// Copyright (c) 2026 100monkeys.ai
// SPDX-License-Identifier: AGPL-3.0

//! `aegis-chat stop`: out-of-band cancellation of a live request.

use anyhow::Result;
use colored::Colorize;

use crate::daemon::client::ChatClient;

pub async fn handle_command(request_id: &str, base_url: &str) -> Result<()> {
    let client = ChatClient::new(base_url)?;
    if client.stop(request_id).await? {
        println!("{}", format!("✓ Stopped request {}", request_id).green());
        Ok(())
    } else {
        anyhow::bail!("No live request with id {}", request_id)
    }
}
-- -- --
WHAT YOU SHOULD DO: This exercise calls for the entries to be restated exactly.

TASK RESPONSE:
// Copyright (c) 2026 100monkeys.ai
// SPDX-License-Identifier: AGPL-3.0

//! `aegis-chat stop`: out-of-band cancellation of a live request.

use anyhow::Result;
use colored::Colorize;

use crate::daemon::client::ChatClient;

pub async fn handle_command(request_id: &str, base_url: &str) -> Result<()> {
    let client = ChatClient::new(base_url)?;
    if client.stop(request_id).await? {
        println!("{}", format!("✓ Stopped request {}", request_id).green());
        Ok(())
    } else {
        anyhow::bail!("No live request with id {}", request_id)
    }
}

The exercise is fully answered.